These anxieties are not all centred around the Christmas production but in order to understand these anxieties it’s important to look at the school routine and home routine around Christmas. Children thrive on routine and structure. They love to know what is expected of them and when and they essentially thrive on praise and knowing and understanding how to make a special grown up happy, whether that be a teacher or parent or loved one. They love knowing what is going to happen that day and this predictability helps them to understand what time of day it is, where they are up to and what is still left to come. The same is true of both children with additional needs and those without. This is one of the reasons visual timetables work so well when children are anxious or worried. Bringing a little sense of control back into their lives can massively impact on your child’s stress or worry levels because they know what is going to happen next.

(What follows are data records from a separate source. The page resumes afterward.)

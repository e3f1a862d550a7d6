use std::net::TcpListener;
use std::sync::Arc;
use std::sync::atomic::{AtomicBool, Ordering};
use std::time::Duration;

use anyhow::{Context, Result, bail};
use clap::Parser;
use log::{info, warn};

// 引入模块
mod attacker;
mod cli;
mod codec;
mod connection;
mod control;
mod error;
mod flow_key;
mod iface;
mod injector;
mod modifier;
mod monitor;
mod packet_view;
mod rule;
mod seq;

use crate::{
    attacker::Attacker,
    cli::Cli,
    iface::{Bridge, Interface, RawSocket},
    packet_view::Direction,
};

fn init_logger(cli: &Cli) {
    env_logger::Builder::new()
        .filter_level(cli.log_level())
        .parse_default_env()
        .format_timestamp_micros()
        .init();
}

fn open_iface(name: &str) -> Result<Arc<dyn Interface>> {
    let sock = RawSocket::open(name).with_context(|| format!("failed to attach to {}", name))?;
    Ok(Arc::new(sock))
}

fn main() -> Result<()> {
    let cli = Cli::parse();
    init_logger(&cli);

    if cli.ifaces.len() != 2 {
        bail!("exactly two interfaces are required, got {}", cli.ifaces.len());
    }

    // 1. 两个网卡组成网桥
    let forward = open_iface(&cli.ifaces[0])?;
    let backward = open_iface(&cli.ifaces[1])?;
    let bridge = Arc::new(Bridge::new(forward, backward));
    let attacker = Arc::new(Attacker::new(bridge));
    let running = Arc::new(AtomicBool::new(true));

    // 2. 每个方向一个接收线程
    let mut workers = Vec::new();
    for dir in [Direction::Forward, Direction::Backward] {
        let handle = iface::spawn_reception(Arc::clone(&attacker), dir, Arc::clone(&running))
            .context("failed to start reception thread")?;
        workers.push(handle);
    }

    // 3. 可选的监控面板
    if cli.stats_interval > 0 {
        let handle = monitor::spawn(
            Arc::clone(&attacker),
            Duration::from_secs(cli.stats_interval),
            Arc::clone(&running),
        )
        .context("failed to start monitor thread")?;
        workers.push(handle);
    }

    // 4. 控制通道，阻塞在这里
    let listener = TcpListener::bind(("0.0.0.0", cli.port))
        .with_context(|| format!("failed to bind control port {}", cli.port))?;
    info!(
        "bridging {} <-> {}, control on port {}",
        cli.ifaces[0], cli.ifaces[1], cli.port
    );
    let served = control::serve(Arc::clone(&attacker), listener, Arc::clone(&running));

    running.store(false, Ordering::Relaxed);
    for handle in workers {
        if handle.join().is_err() {
            warn!("worker thread panicked");
        }
    }
    attacker.table().clear_all();
    served.context("control channel failed")
}
#[cfg(test)]
mod tests {
    use super::*;

    fn install(line: &str) -> Rule {
        match parse_command(line) {
            Ok(Command::Connection {
                op: ConnOp::Install(rule),
                ..
            }) => rule,
            other => panic!("expected install, got {other:?}"),
        }
    }

    #[test]
    fn parses_a_division_rule() {
        let cmd = parse_command("10.0.0.1,10.0.0.2,TCP,5,0x20,*,DIV,bpc=100").unwrap();
        let Command::Connection { key, proto, op } = cmd else {
            panic!("expected connection command");
        };
        assert_eq!(key, FlowKey::new(Ipv4Addr::new(10, 0, 0, 1), Ipv4Addr::new(10, 0, 0, 2)));
        assert_eq!(proto, Proto::Tcp);
        assert_eq!(
            op,
            ConnOp::Install(Rule {
                window: Window {
                    start: 5,
                    stop: 32,
                    state: StateFilter::Any,
                },
                action: Action::Division {
                    bytes_per_chunk: 100
                },
            })
        );
    }

    #[test]
    fn numeric_actions_and_states() {
        let rule = install("1.2.3.4,5.6.7.8,0,0,0,STATE_CONG_AVOID,3,amt=100&method=2");
        assert_eq!(rule.window.state, StateFilter::Exactly(ProtocolState::CongAvoid));
        assert_eq!(
            rule.action,
            Action::PreAck {
                amount: 100,
                method: PreAckMethod::Trailing
            }
        );
        let rule = install("1.2.3.4,5.6.7.8,TCP,0,0,2,RENEGE,amt=-5&growth=1");
        assert_eq!(
            rule.action,
            Action::Renege {
                amount: (-5i32) as u32,
                growth: RenegeGrowth::Cumulative
            }
        );
    }

    #[test]
    fn wildcards() {
        assert_eq!(parse_command("*,*,TCP,0,0,*,ACTIVE,"), Ok(Command::Active));
        assert_eq!(parse_command("*,*,TCP,0,0,*,CLEAR,\n"), Ok(Command::ClearAll));
        assert_eq!(
            parse_command("*,1.2.3.4,TCP,0,0,*,DROP,p=5"),
            Err(RuleError::Wildcard)
        );
        assert_eq!(
            parse_command("1.2.3.4,5.6.7.8,TCP,0,0,*,ACTIVE,"),
            Err(RuleError::Wildcard)
        );
    }

    #[test]
    fn record_level_errors() {
        assert_eq!(
            parse_command("1.2.3.4,5.6.7.8,TCP,0,0,*,DIV"),
            Err(RuleError::FieldCount(7))
        );
        assert_eq!(
            parse_command("1.2.3.4,5.6.7.8,UDP,0,0,*,DIV,bpc=1"),
            Err(RuleError::UnsupportedProto("UDP".into()))
        );
        assert_eq!(
            parse_command("1.2.3.4,5.6.7.8,TCP,10,5,*,DIV,bpc=1"),
            Err(RuleError::StopBeforeStart { start: 10, stop: 5 })
        );
        assert!(matches!(
            parse_command("1.2.3.4,5.6.7.8,TCP,abc,0,*,DIV,bpc=1"),
            Err(RuleError::BadNumber { field: "start", .. })
        ));
        assert!(matches!(
            parse_command("1.2.3.4,5.6.7.8,TCP,0,0,*,FLOOD,"),
            Err(RuleError::UnknownAction(_))
        ));
        assert!(matches!(
            parse_command("1.2.3.4,5.6.7.8,TCP,0,0,STATE_NOPE,DIV,bpc=1"),
            Err(RuleError::BadState(_))
        ));
    }

    #[test]
    fn argument_errors() {
        assert_eq!(
            parse_command("1.2.3.4,5.6.7.8,TCP,0,0,*,DIV,"),
            Err(RuleError::MissingArg {
                action: "DIV",
                key: "bpc"
            })
        );
        assert!(matches!(
            parse_command("1.2.3.4,5.6.7.8,TCP,0,0,*,DIV,bpc=0"),
            Err(RuleError::BadArg { key: "bpc", .. })
        ));
        assert!(matches!(
            parse_command("1.2.3.4,5.6.7.8,TCP,0,0,*,BURST,num=0"),
            Err(RuleError::BadArg { key: "num", .. })
        ));
        assert!(matches!(
            parse_command("1.2.3.4,5.6.7.8,TCP,0,0,*,PREACK,amt=1&method=9"),
            Err(RuleError::BadArg { key: "method", .. })
        ));
        assert!(matches!(
            parse_command("1.2.3.4,5.6.7.8,TCP,0,0,*,DUP,num"),
            Err(RuleError::MalformedArg(_))
        ));
    }

    #[test]
    fn connection_commands() {
        let op = |line: &str| match parse_command(line) {
            Ok(Command::Connection { op, .. }) => op,
            other => panic!("unexpected {other:?}"),
        };
        assert_eq!(op("1.2.3.4,5.6.7.8,TCP,0,0,*,PRINT,on=1"), ConnOp::Print(true));
        assert_eq!(op("1.2.3.4,5.6.7.8,TCP,0,0,*,6,on=0"), ConnOp::Print(false));
        assert_eq!(op("1.2.3.4,5.6.7.8,TCP,0,0,*,CLEAR,"), ConnOp::Clear);
        assert_eq!(op("1.2.3.4,5.6.7.8,TCP,0,0,*,TIME,"), ConnOp::Time);
        assert_eq!(
            op("1.2.3.4,5.6.7.8,TCP,0,0,STATE_RTO,STATE,"),
            ConnOp::State(ProtocolState::Rto)
        );
        assert!(matches!(
            parse_command("1.2.3.4,5.6.7.8,TCP,0,0,*,STATE,"),
            Err(RuleError::BadState(_))
        ));
    }

    #[test]
    fn inject_with_static_addresses() {
        let rule = install(
            "1.2.3.4,5.6.7.8,TCP,0,0,*,INJECT,\
             mac_src=02:00:00:00:00:0a&mac_dst=02:00:00:00:00:0b&src_port=1000&dst_port=80\
             &type=16&win=512&seq=1&ack=2&freq=100&dir=2&method=ABS&num=5",
        );
        let Action::Inject(job) = rule.action else {
            panic!("expected inject");
        };
        let addr = job.addressing.unwrap();
        assert_eq!(addr.mac_src, MacAddr([2, 0, 0, 0, 0, 0x0a]));
        assert_eq!(addr.ip_dst, Ipv4Addr::new(5, 6, 7, 8));
        assert_eq!((addr.port_src, addr.port_dst), (1000, 80));
        assert_eq!(job.dir, Direction::Backward);
        assert_eq!(job.method, SeqAckMethod::Absolute);
        assert_eq!((job.flags, job.window, job.seq, job.ack), (16, 512, 1, 2));
        assert_eq!(job.freq_ms, 100);
        assert_eq!(job.max_packets, Some(5));
    }

    #[test]
    fn inject_needs_addresses_when_starting_at_zero() {
        assert_eq!(
            parse_command("1.2.3.4,5.6.7.8,TCP,0,0,*,INJECT,dir=1&freq=10"),
            Err(RuleError::InjectWithoutAddresses)
        );
        let rule = install("1.2.3.4,5.6.7.8,TCP,3,0,*,INJECT,dir=1&freq=10&method=REL");
        let Action::Inject(job) = rule.action else {
            panic!("expected inject");
        };
        assert!(job.addressing.is_none());
        assert_eq!(job.method, SeqAckMethod::Relative);
        assert_eq!(job.dir, Direction::Forward);
        assert!(matches!(
            parse_command("1.2.3.4,5.6.7.8,TCP,3,0,*,INJECT,dir=3&freq=10"),
            Err(RuleError::BadArg { key: "dir", .. })
        ));
        assert!(matches!(
            parse_command("1.2.3.4,5.6.7.8,TCP,3,0,*,INJECT,dir=1&freq=10&mac_src=zz"),
            Err(RuleError::BadArg { key: "mac_src", .. })
        ));
    }

    #[test]
    fn inject_needs_a_nonzero_period() {
        assert_eq!(
            parse_command("1.2.3.4,5.6.7.8,TCP,1,0,*,INJECT,dir=1&type=16"),
            Err(RuleError::MissingArg {
                action: "INJECT",
                key: "freq",
            })
        );
        assert!(matches!(
            parse_command("1.2.3.4,5.6.7.8,TCP,1,0,*,INJECT,dir=1&freq=0"),
            Err(RuleError::BadArg { key: "freq", .. })
        ));
        assert!(matches!(
            parse_command("1.2.3.4,5.6.7.8,TCP,1,0,*,INJECT,dir=1&freq=-5"),
            Err(RuleError::BadArg { key: "freq", .. })
        ));
    }

    #[test]
    fn helpers() {
        assert_eq!(parse_int("0x1F"), Some(31));
        assert_eq!(parse_int("-12"), Some(-12));
        assert_eq!(parse_int("--1"), None);
        assert_eq!(parse_int(""), None);
        assert_eq!(parse_mac("1:2:3:4:5:6"), Some(MacAddr([1, 2, 3, 4, 5, 6])));
        assert_eq!(parse_mac("1:2:3:4:5"), None);
        assert_eq!(parse_mac("1:2:3:4:5:6:7"), None);
        assert_eq!(parse_addr("localhost"), Ok(Addr::Ip(Ipv4Addr::LOCALHOST)));
    }
}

Christmas is a time when usual routine both at home and at school tends to be forgotten about and this is where those children who are prone to worry are impacted most. School routines are filled throughout December with disco’s, Christmas fairs, father Christmas visits, pantomimes, school trips to the cinema, Christmas jumper day, bring a bottle to school day, practice for the nativity, special assemblies, church visits and so much more. Normal classroom routine is broken with scrambles for extra hall time to practice the nativity or school play and singing time to learn hymns and Christmas songs replaces story time and usual routines too. All of this coupled with the addition of lights in the classroom, music, trees up, decorations and dangly objects and for some little ones, its sensory overload too. Often teachers will remind children of things they need for the following day – ‘don’t forget your costume,’ ‘make sure you remember your slip for the pantomime or you can’t come,’ and this too can cause worry and panic for our little ones who take that on board.
At home, bedtimes increase or become less consistent as Christmas shopping is completed, adults’ book festive activities for little ones at weekends meaning little time to rest and recover, trees are up in the house along with decorations. Adults are often stressed and less tolerant as they worry about presents, wrapping, money issues, food shopping, sharing childcare as well as trying to keep on top of all the additional extras needed for the children for school too. Christmas time is wonderful and exciting, but it can become as stressful for both adults and children.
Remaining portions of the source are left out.